• [About this task]: The answer should be each line of the records that contains the word "RawRecord"; please copy them all.

** Provided information follows **

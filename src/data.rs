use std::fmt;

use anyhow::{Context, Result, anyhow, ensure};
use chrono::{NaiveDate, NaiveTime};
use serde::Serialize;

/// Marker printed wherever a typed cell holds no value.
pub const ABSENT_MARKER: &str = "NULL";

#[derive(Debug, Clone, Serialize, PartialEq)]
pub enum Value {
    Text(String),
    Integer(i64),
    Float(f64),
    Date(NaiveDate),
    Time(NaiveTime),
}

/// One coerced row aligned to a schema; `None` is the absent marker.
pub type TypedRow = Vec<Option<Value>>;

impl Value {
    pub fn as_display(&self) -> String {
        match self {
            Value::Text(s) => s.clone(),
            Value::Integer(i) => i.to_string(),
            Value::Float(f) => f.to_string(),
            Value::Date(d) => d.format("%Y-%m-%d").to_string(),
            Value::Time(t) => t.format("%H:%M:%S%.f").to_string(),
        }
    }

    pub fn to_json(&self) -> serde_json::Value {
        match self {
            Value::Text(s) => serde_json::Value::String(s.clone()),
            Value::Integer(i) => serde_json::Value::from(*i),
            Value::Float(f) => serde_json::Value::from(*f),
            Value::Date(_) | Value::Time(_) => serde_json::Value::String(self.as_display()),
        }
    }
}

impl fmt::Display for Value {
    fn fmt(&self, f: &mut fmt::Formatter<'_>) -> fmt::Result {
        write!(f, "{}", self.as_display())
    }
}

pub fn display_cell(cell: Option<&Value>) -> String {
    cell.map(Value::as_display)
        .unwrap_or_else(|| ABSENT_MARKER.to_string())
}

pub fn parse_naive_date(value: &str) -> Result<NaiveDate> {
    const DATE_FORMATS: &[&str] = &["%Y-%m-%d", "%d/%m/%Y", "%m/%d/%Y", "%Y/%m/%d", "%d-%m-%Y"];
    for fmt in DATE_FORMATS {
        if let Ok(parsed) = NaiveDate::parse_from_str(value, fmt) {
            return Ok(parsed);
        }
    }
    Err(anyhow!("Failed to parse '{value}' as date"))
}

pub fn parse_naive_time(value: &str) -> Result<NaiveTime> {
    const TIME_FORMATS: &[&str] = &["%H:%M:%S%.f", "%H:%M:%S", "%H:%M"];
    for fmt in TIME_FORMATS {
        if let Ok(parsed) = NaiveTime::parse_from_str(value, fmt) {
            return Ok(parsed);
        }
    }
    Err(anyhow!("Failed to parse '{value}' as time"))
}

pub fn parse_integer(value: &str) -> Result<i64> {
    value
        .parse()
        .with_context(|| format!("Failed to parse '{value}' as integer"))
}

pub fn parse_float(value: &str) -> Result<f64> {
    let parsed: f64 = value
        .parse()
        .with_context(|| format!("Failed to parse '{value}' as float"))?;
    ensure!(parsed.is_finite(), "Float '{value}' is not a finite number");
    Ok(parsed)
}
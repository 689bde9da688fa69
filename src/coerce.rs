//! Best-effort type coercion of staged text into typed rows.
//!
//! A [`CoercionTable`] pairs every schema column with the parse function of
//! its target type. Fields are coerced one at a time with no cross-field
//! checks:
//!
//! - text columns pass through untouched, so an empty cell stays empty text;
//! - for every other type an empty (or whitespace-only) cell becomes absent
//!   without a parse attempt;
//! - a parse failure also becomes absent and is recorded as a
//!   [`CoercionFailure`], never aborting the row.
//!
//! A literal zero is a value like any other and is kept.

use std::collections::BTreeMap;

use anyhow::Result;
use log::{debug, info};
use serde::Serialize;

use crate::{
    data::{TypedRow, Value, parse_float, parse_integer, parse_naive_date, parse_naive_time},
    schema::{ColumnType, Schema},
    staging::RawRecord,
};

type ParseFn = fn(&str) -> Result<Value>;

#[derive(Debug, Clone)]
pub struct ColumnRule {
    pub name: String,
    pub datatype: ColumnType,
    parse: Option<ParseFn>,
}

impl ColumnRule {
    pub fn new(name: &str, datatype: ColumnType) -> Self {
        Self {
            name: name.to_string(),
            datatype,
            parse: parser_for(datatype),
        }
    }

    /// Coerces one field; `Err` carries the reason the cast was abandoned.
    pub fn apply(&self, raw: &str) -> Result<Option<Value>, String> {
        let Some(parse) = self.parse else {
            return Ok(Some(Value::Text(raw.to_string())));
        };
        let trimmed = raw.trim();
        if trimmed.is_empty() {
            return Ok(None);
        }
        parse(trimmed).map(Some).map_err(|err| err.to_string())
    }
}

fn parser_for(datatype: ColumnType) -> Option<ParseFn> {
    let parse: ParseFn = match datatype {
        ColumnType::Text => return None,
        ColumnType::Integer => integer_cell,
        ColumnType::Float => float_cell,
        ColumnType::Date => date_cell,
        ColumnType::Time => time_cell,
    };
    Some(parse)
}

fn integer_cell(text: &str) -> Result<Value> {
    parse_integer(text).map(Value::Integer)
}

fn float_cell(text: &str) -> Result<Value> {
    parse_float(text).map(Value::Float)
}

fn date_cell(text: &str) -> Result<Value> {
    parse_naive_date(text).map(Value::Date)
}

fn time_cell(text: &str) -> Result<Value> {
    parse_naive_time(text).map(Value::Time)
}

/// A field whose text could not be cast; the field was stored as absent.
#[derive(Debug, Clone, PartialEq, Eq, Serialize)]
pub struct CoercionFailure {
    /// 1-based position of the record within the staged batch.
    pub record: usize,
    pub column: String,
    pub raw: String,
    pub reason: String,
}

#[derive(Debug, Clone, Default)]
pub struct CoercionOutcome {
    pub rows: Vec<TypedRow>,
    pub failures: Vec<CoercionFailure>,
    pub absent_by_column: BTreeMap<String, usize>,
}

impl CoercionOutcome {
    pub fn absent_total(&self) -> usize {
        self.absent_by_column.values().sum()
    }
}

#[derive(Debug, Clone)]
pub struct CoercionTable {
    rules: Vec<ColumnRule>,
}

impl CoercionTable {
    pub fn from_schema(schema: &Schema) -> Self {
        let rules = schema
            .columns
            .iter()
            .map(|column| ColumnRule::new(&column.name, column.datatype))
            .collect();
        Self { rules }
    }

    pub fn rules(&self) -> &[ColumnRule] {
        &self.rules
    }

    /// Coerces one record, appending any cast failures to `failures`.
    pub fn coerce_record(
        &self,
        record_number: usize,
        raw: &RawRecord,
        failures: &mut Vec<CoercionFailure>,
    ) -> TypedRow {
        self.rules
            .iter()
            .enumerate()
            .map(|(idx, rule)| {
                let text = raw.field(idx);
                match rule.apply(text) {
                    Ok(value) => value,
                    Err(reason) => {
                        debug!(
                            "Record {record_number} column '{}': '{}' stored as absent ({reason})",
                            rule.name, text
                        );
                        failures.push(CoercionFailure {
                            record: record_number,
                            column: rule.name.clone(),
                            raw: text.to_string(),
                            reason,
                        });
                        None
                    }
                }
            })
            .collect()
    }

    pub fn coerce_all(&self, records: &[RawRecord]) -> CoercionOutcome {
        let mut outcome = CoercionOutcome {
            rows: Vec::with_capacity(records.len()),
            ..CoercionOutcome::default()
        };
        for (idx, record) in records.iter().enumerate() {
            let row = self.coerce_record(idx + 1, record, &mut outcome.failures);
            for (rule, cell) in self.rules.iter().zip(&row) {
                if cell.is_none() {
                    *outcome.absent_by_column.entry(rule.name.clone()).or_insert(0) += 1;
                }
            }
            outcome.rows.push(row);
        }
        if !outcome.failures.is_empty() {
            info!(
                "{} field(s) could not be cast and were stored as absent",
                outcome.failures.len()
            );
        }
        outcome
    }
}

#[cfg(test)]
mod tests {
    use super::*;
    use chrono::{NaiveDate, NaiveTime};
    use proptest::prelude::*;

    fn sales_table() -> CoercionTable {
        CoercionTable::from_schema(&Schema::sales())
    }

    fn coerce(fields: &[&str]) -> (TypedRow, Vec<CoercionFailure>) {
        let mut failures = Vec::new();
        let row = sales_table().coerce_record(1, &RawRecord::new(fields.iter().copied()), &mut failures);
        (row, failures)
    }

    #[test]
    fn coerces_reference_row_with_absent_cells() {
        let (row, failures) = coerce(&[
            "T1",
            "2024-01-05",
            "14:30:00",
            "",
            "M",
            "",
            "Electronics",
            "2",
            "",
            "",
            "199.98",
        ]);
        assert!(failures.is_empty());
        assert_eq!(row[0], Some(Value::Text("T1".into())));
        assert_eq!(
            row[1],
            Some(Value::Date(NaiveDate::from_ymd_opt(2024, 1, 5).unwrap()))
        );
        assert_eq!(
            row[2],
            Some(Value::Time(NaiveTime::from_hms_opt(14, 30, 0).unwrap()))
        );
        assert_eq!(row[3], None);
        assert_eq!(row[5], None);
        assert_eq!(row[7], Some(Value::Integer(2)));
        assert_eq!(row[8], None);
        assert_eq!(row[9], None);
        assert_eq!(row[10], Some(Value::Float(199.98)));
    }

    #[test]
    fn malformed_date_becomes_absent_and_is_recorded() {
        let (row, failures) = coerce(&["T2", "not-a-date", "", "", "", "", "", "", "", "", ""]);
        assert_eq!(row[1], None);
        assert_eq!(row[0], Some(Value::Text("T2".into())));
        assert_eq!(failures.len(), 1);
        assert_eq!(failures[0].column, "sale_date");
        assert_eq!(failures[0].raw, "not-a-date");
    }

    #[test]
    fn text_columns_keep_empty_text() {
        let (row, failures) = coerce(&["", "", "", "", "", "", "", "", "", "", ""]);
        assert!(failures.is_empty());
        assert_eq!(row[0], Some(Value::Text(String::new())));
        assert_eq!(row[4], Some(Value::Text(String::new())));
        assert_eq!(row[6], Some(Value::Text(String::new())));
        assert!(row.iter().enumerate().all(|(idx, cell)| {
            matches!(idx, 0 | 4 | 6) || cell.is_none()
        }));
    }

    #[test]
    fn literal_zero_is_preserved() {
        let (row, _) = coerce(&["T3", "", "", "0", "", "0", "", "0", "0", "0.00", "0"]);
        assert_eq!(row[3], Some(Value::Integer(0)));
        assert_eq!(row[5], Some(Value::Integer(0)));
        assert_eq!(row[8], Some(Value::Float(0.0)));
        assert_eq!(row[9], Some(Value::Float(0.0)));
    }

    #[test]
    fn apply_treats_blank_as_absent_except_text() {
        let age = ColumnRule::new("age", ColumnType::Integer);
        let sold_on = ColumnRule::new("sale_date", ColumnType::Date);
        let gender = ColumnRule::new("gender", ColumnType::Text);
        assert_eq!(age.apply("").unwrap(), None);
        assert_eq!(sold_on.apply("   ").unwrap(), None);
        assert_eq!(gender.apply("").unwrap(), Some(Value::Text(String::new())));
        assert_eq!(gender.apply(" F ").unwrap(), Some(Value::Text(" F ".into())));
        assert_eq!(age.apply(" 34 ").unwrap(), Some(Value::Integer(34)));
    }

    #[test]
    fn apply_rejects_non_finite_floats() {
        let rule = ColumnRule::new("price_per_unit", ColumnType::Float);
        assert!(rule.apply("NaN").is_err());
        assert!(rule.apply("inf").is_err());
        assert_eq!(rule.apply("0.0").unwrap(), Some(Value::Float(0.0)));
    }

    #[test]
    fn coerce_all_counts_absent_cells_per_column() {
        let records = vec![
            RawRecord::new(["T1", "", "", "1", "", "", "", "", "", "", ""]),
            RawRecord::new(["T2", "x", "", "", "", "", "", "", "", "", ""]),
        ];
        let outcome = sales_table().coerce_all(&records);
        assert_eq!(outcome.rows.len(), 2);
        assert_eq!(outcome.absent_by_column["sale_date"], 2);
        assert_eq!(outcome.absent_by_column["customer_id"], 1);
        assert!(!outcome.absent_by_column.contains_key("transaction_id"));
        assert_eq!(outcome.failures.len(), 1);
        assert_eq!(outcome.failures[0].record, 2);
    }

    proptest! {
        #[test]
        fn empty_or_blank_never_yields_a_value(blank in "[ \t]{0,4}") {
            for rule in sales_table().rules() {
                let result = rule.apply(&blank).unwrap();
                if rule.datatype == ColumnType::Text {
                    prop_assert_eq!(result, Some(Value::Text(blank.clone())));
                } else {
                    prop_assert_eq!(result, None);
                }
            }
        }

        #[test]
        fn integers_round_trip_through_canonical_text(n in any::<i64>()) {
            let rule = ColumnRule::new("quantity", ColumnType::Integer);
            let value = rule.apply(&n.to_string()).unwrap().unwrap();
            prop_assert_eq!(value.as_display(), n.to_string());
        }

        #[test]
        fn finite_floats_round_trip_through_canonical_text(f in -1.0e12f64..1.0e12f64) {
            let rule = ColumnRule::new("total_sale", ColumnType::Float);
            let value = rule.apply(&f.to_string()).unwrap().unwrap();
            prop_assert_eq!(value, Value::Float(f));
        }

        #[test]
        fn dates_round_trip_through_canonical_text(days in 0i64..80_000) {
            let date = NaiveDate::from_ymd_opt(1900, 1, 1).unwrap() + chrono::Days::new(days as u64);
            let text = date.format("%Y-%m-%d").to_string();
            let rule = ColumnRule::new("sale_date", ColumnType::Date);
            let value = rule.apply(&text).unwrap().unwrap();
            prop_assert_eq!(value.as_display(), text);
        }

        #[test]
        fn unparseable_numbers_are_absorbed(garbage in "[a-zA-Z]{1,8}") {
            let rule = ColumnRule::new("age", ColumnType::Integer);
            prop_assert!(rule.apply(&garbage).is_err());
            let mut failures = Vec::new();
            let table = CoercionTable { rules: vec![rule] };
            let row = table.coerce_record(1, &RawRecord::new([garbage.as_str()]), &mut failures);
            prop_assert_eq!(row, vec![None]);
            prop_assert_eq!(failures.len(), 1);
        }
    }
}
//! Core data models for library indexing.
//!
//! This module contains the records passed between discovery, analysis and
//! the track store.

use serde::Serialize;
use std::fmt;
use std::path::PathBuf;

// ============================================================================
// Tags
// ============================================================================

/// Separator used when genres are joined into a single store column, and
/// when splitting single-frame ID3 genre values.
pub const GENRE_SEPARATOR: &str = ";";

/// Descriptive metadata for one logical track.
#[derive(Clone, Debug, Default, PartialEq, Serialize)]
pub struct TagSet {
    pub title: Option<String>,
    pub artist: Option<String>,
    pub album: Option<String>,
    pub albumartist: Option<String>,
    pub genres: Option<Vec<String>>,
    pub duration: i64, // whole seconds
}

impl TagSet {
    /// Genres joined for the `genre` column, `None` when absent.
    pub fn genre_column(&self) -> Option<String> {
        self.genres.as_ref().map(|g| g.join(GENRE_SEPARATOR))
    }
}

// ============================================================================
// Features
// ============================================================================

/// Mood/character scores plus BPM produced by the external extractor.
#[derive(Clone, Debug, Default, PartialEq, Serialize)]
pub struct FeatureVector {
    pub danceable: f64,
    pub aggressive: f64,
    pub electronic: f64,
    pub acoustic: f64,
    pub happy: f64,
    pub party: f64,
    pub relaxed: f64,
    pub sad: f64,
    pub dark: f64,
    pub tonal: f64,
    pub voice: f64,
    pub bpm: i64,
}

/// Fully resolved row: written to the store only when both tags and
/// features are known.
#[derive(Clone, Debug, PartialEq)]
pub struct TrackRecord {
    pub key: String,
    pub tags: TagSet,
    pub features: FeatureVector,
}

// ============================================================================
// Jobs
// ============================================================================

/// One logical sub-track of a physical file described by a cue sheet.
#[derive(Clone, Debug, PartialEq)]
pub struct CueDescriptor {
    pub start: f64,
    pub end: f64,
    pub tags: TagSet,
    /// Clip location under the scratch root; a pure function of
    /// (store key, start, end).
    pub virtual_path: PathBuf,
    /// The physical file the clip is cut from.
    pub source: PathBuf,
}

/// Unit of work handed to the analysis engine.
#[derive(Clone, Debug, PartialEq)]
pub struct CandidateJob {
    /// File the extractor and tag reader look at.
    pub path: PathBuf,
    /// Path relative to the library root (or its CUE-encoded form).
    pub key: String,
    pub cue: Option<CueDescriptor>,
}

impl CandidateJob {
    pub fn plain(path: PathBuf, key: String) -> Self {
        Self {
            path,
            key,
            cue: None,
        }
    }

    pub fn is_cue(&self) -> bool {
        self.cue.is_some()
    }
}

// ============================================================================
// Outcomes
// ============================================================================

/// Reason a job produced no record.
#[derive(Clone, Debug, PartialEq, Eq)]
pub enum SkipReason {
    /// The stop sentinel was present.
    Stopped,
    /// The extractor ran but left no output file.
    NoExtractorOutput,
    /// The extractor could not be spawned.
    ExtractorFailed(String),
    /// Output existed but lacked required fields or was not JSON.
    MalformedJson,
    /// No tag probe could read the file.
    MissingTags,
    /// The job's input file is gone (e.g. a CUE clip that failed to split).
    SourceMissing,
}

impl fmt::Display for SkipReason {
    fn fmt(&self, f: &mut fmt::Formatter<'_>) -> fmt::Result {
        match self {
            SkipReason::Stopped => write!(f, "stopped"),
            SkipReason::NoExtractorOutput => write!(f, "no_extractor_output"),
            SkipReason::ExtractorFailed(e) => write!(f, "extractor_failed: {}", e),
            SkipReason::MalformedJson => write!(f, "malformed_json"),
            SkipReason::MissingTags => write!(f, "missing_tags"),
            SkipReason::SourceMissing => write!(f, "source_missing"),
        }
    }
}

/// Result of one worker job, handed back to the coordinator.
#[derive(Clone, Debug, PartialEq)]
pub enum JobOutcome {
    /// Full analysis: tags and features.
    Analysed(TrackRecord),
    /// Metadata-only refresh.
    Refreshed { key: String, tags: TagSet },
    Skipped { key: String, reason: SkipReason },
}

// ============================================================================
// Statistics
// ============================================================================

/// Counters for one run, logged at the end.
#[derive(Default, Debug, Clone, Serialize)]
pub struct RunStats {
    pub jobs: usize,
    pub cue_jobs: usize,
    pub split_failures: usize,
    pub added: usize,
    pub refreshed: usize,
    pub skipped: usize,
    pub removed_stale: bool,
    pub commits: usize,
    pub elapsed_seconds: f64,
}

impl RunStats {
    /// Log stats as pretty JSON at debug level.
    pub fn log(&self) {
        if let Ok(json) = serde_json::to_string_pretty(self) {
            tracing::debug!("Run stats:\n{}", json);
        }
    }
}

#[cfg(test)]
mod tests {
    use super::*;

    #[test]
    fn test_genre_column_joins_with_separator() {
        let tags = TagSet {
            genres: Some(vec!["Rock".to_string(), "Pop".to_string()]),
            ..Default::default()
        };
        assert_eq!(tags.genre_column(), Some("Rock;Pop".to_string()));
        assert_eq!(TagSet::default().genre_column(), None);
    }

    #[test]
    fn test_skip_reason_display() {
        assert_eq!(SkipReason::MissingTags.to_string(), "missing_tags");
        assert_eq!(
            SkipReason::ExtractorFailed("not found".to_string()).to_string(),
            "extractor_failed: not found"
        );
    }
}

** End of Provided information **

• [Answer to the exercise]:
    staging::RawRecord,
        raw: &RawRecord,
    pub fn coerce_all(&self, records: &[RawRecord]) -> CoercionOutcome {
        let row = sales_table().coerce_record(1, &RawRecord::new(fields.iter().copied()), &mut failures);
            RawRecord::new(["T1", "", "", "1", "", "", "", "", "", "", ""]),
            RawRecord::new(["T2", "x", "", "", "", "", "", "", "", "", ""]),
            let row = table.coerce_record(1, &RawRecord::new([garbage.as_str()]), &mut failures);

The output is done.